> Work required:
Without omission or alteration, write out all of the data.

++++++++

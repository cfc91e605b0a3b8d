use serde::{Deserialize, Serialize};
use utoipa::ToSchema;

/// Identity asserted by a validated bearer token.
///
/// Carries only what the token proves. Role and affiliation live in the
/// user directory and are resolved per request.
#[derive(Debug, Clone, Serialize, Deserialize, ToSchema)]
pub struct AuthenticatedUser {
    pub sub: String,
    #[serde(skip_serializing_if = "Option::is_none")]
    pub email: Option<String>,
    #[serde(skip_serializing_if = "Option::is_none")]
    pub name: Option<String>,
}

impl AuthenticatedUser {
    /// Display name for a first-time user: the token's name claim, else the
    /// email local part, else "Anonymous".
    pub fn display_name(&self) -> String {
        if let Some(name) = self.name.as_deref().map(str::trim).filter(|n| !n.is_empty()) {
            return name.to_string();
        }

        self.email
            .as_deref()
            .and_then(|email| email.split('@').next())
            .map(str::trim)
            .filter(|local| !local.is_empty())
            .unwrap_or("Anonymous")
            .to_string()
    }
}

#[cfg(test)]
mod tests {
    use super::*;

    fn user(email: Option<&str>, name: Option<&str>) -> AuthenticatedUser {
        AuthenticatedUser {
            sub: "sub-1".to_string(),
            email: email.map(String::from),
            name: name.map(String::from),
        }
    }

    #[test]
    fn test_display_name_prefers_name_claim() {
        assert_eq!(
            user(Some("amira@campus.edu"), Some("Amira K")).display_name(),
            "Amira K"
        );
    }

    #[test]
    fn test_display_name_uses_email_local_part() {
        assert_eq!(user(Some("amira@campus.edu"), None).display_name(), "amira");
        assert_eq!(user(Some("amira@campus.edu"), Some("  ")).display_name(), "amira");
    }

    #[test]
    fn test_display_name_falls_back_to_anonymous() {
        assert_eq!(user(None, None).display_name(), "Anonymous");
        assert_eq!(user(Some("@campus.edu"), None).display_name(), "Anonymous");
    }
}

++++++++

> Task result:
repository cfc91e605b0a3b8d
use serde::{Deserialize, Serialize};
use utoipa::ToSchema;

/// Identity asserted by a validated bearer token.
///
/// Carries only what the token proves. Role and affiliation live in the
/// user directory and are resolved per request.
#[derive(Debug, Clone, Serialize, Deserialize, ToSchema)]
pub struct AuthenticatedUser {
    pub sub: String,
    #[serde(skip_serializing_if = "Option::is_none")]
    pub email: Option<String>,
    #[serde(skip_serializing_if = "Option::is_none")]
    pub name: Option<String>,
}

impl AuthenticatedUser {
    /// Display name for a first-time user: the token's name claim, else the
    /// email local part, else "Anonymous".
    pub fn display_name(&self) -> String {
        if let Some(name) = self.name.as_deref().map(str::trim).filter(|n| !n.is_empty()) {
            return name.to_string();
        }

        self.email
            .as_deref()
            .and_then(|email| email.split('@').next())
            .map(str::trim)
            .filter(|local| !local.is_empty())
            .unwrap_or("Anonymous")
            .to_string()
    }
}

#[cfg(test)]
mod tests {
    use super::*;

    fn user(email: Option<&str>, name: Option<&str>) -> AuthenticatedUser {
        AuthenticatedUser {
            sub: "sub-1".to_string(),
            email: email.map(String::from),
            name: name.map(String::from),
        }
    }

    #[test]
    fn test_display_name_prefers_name_claim() {
        assert_eq!(
            user(Some("amira@campus.edu"), Some("Amira K")).display_name(),
            "Amira K"
        );
    }

    #[test]
    fn test_display_name_uses_email_local_part() {
        assert_eq!(user(Some("amira@campus.edu"), None).display_name(), "amira");
        assert_eq!(user(Some("amira@campus.edu"), Some("  ")).display_name(), "amira");
    }

    #[test]
    fn test_display_name_falls_back_to_anonymous() {
        assert_eq!(user(None, None).display_name(), "Anonymous");
        assert_eq!(user(Some("@campus.edu"), None).display_name(), "Anonymous");
    }
}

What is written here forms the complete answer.